In Book 3, Survivors, Harmony’s society is approaching collapse. Jillian, a soap opera star in holodramas, has been largely insulated from the impoverishment that is afflicting so many.  When a farm boy named Ruven comes to the city to plead for better terms for his dairy cooperative, she uses her acting skills to teach him how to appeal to the emotions as well as to logical thought.

A Balcony in the Forest, by Julian Gracq.  In preparing for the German onslaught which actually came in May of 1940, the French general staff made some serious errors.  One was to view the heavily-wooded sector of the Ardennes as basically impassible by major forces.  Hence, the French did not fortify this sector to anywhere near the level of the Maginot Line sector, further to the southeast; furthermore, the troops sent to hold the Ardennes were mostly what one writer referred to as “class B divisions composed of middle-aged reservists.”

The protagonist of Gracq’s novel is one of these middle-aged reservists, a dreamy sort of man named Lieutenant Grange, who is assigned to command a blockhouse and a small group of soldiers.  It is the period of the ‘phony war’, and Grange has a hard time believing that the war will ever become hot.  He finds that he loves the Ardennes, though, and his assignment gives him a great deal of satisfaction–especially when he meets a local girl named Mona and things develop rapidly between them.

A strange, almost surrealistic book, with some beautiful descriptive writing.  A commenter at Goodreads remarked that the Ardennes is portrayed as “a mythic forest, by definition unreal, must also be indifferent to human beings- eternity doesn’t bother itself with trifles- and Grange is but a reclusive watchman on this magic mountain during this staggeringly brief period of months closing shut like the jaws of a wolf devouring a faun.”

Available at Amazon, both Kindle and paperback.

This post to be continued.

7 thoughts on “2017 Reading”

  1. I have been “reading” by listening as I commute. I have “read” Robert Caro’s biography of Lyndon Johnson which is excellent. He is working on volume five and I hope he lives long enough to finish it.

    I read “The Lion’s Gate,” which is a history of the Six Day war by Steven Pressfield whose novels of ancient Greece I have also read. This is told with quotes from the soldiers who fought the war. After I read it, my wife asked me to get the Audio version and we have listened to that, as well.

    I got the audio version of “Let Trump be Trump” and she now wants me to get the Kindle version for her.

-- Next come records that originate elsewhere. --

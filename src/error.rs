use axum::{
    http::StatusCode,
    response::{IntoResponse, Response},
    Json,
};
use thiserror::Error;

use crate::types::ErrorBody;

/// Everything a handler can fail with. Each variant renders as `{"error": ...}`.
#[derive(Debug, Error)]
pub enum ApiError {
    #[error("Models not loaded. Please train the model first.")]
    ModelsNotLoaded,
    /// Input and inference failures alike; the message is passed through verbatim.
    #[error("{0}")]
    BadRequest(String),
    #[error("Endpoint not found")]
    NotFound,
    #[error("Internal server error")]
    Internal,
}

impl ApiError {
    pub fn status(&self) -> StatusCode {
        match self {
            ApiError::ModelsNotLoaded | ApiError::Internal => StatusCode::INTERNAL_SERVER_ERROR,
            ApiError::BadRequest(_) => StatusCode::BAD_REQUEST,
            ApiError::NotFound => StatusCode::NOT_FOUND,
        }
    }

    pub fn bad_request(e: impl std::fmt::Display) -> Self {
        ApiError::BadRequest(e.to_string())
    }
}

impl IntoResponse for ApiError {
    fn into_response(self) -> Response {
        let body = ErrorBody {
            error: self.to_string(),
        };
        (self.status(), Json(body)).into_response()
    }
}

    I listened to “D Day Through German Eyes” this year and enjoyed that.

    I just finished “Grant” which is quite good and includes his presidency. I have read military biographies and his memoirs.

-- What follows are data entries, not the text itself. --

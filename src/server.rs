use axum::{
    body::Bytes,
    extract::State,
    response::{Html, IntoResponse, Response},
    routing::{get, post},
    Json, Router,
};
use serde_json::Value;
use std::{any::Any, collections::BTreeMap, sync::Arc};
use tower_http::{catch_panic::CatchPanicLayer, trace::TraceLayer};
use tracing::{debug, error};

use crate::{
    config::{Config, Mode},
    error::ApiError,
    features::{feature_catalog, order_from_json, FeatureInfo, FEATURE_ORDER},
    model::ArtifactPair,
    risk::RiskLevel,
    types::{round2, PredictionOut},
};

const INDEX_TEMPLATE: &str = include_str!("../templates/index.html");

// ---------- Server state ----------

/// Built once at start-up and shared read-only with every handler.
/// `artifacts == None` is the degraded "models not loaded" mode.
#[derive(Clone)]
pub struct AppState {
    pub artifacts: Option<Arc<ArtifactPair>>,
    pub config: Arc<Config>,
}

impl AppState {
    pub fn new(config: Config, artifacts: Option<ArtifactPair>) -> Self {
        Self {
            artifacts: artifacts.map(Arc::new),
            config: Arc::new(config),
        }
    }

    pub fn models_loaded(&self) -> bool {
        self.artifacts.is_some()
    }
}

pub fn router(state: AppState) -> Router {
    let app = Router::new()
        .route("/", get(home))
        .route("/predict", post(predict))
        .route("/api/features", get(features))
        .fallback(not_found);
    with_layers(app).with_state(state)
}

/// Request tracing plus the panic → 500 envelope.
fn with_layers<S>(router: Router<S>) -> Router<S>
where
    S: Clone + Send + Sync + 'static,
{
    router
        .layer(CatchPanicLayer::custom(handle_panic))
        .layer(TraceLayer::new_for_http())
}

// ---------- Handlers ----------

async fn home(State(state): State<AppState>) -> Html<String> {
    Html(render_index(state.models_loaded(), state.config.mode))
}

async fn predict(
    State(state): State<AppState>,
    body: Bytes,
) -> Result<Json<PredictionOut>, ApiError> {
    let artifacts = state.artifacts.as_deref().ok_or(ApiError::ModelsNotLoaded)?;
    let payload: Value = serde_json::from_slice(&body).map_err(ApiError::bad_request)?;
    Ok(Json(predict_payload(artifacts, &payload)?))
}

async fn features() -> Json<BTreeMap<&'static str, FeatureInfo>> {
    Json(feature_catalog())
}

async fn not_found() -> ApiError {
    ApiError::NotFound
}

fn handle_panic(err: Box<dyn Any + Send + 'static>) -> Response {
    let detail = err
        .downcast_ref::<String>()
        .map(String::as_str)
        .or_else(|| err.downcast_ref::<&str>().copied())
        .unwrap_or("unknown panic");
    error!(detail, "handler panicked");
    ApiError::Internal.into_response()
}

// ---------- Prediction pipeline ----------

/// Extract, scale, predict, round, classify.
pub fn predict_payload(artifacts: &ArtifactPair, payload: &Value) -> Result<PredictionOut, ApiError> {
    let features = order_from_json(payload).map_err(ApiError::bad_request)?;

    if tracing::enabled!(tracing::Level::DEBUG) {
        let sample: Vec<String> = FEATURE_ORDER
            .iter()
            .zip(features.iter())
            .map(|(name, v)| format!("{}={:.3}", name, v))
            .collect();
        debug!("features [{}]", sample.join(", "));
    }

    let raw = artifacts.predict(&features).map_err(ApiError::bad_request)?;
    let fwi = round2(raw);
    let risk = RiskLevel::from_fwi(fwi);
    debug!(raw, fwi, risk = %risk, "prediction");
    Ok(PredictionOut::new(fwi, risk))
}

pub fn render_index(models_loaded: bool, mode: Mode) -> String {
    let (class, status) = if models_loaded {
        ("ok", "Model loaded and ready.")
    } else {
        ("warn", "Models not loaded. Please train and export the model first.")
    };
    INDEX_TEMPLATE
        .replace("{{status_class}}", class)
        .replace("{{status}}", status)
        .replace("{{disabled}}", if models_loaded { "" } else { "disabled" })
        .replace("{{mode}}", mode.as_str())
}

#[cfg(test)]
mod tests {
    use super::*;
    use crate::model::tests::sample_pair;
    use axum::{body::Body, http::{Request, StatusCode}};
    use http_body_util::BodyExt;
    use serde_json::json;
    use tower::ServiceExt;

    async fn boom() -> &'static str {
        panic!("boom")
    }

    async fn body_json(res: Response) -> serde_json::Value {
        let bytes = res.into_body().collect().await.unwrap().to_bytes();
        serde_json::from_slice(&bytes).unwrap()
    }

    #[tokio::test]
    async fn test_panicking_route_returns_internal_error() {
        let app = with_layers(Router::new().route("/boom", get(boom)));
        let res = app
            .oneshot(Request::get("/boom").body(Body::empty()).unwrap())
            .await
            .unwrap();
        assert_eq!(res.status(), StatusCode::INTERNAL_SERVER_ERROR);
        assert_eq!(
            body_json(res).await,
            json!({ "error": "Internal server error" })
        );
    }

    #[tokio::test]
    async fn test_handle_panic_with_string_payload() {
        let res = handle_panic(Box::new(String::from("index out of bounds")));
        assert_eq!(res.status(), StatusCode::INTERNAL_SERVER_ERROR);
        assert_eq!(body_json(res).await, json!({ "error": "Internal server error" }));
    }

    #[test]
    fn test_predict_payload() {
        let pair = sample_pair();
        // 2 + 0.5 * 29 - 0.1 * 57 = 10.8
        let out = predict_payload(&pair, &json!({ "Temperature": 29, "RH": 57 })).unwrap();
        assert_eq!(out.prediction, 10.8);
        assert_eq!(out.fwi_value, 10.8);
        assert_eq!(out.risk_level, "Low");
        assert!(out.success);
    }

    #[test]
    fn test_predict_payload_rounds() {
        let pair = sample_pair();
        // 2 + 0.5 * 10.123 = 7.0615
        let out = predict_payload(&pair, &json!({ "Temperature": 10.123 })).unwrap();
        assert_eq!(out.prediction, 7.06);
    }

    #[test]
    fn test_predict_payload_bad_input() {
        let pair = sample_pair();
        let err = predict_payload(&pair, &json!({ "RH": "humid" })).unwrap_err();
        assert!(matches!(err, ApiError::BadRequest(ref m) if m.contains("RH")));
    }

    #[test]
    fn test_render_index() {
        let up = render_index(true, Mode::Production);
        assert!(up.contains("Model loaded and ready."));
        assert!(up.contains("production"));
        assert!(!up.contains("{{"));

        let down = render_index(false, Mode::Development);
        assert!(down.contains("development"));
        assert!(down.contains("Models not loaded"));
        assert!(down.contains("disabled"));
    }
}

    I moved to Tucson last January and have a two hour commute each way to Phoenix to work two days a week. That is when I listen to audio books.

    I have also listened to several of the “Sharpe” series of novel by Bernard Cornwell. I had an interesting problem with those set in India as the reader was so good with accents that he could switch from English, to Scottish, to Indian so quickly that I had trouble understanding. I’ve “read” about six of the series.

    I tend to read fiction on my Kindle and have read five of the “Outlander” series of novels. They are quite good and she has done a lot of research. They remind me a bit of the Jean Auel series that began with “Clan of the Cave Bar” which I read about 15 years ago.

    We leave later this morning for California and Christmas with the kids so we will listen to “Let Trump be Trump” again as my wife has not heard the last half.

    When we return next week, we will listen to either the rest of “Hamilton” or “In the Shadow of the Sword” a history of Islam I have begun listening to. It is by Tom Holland who has a series of books on Middle Eastern history.

    I read “Hue: 1968” last month. It is also excellent.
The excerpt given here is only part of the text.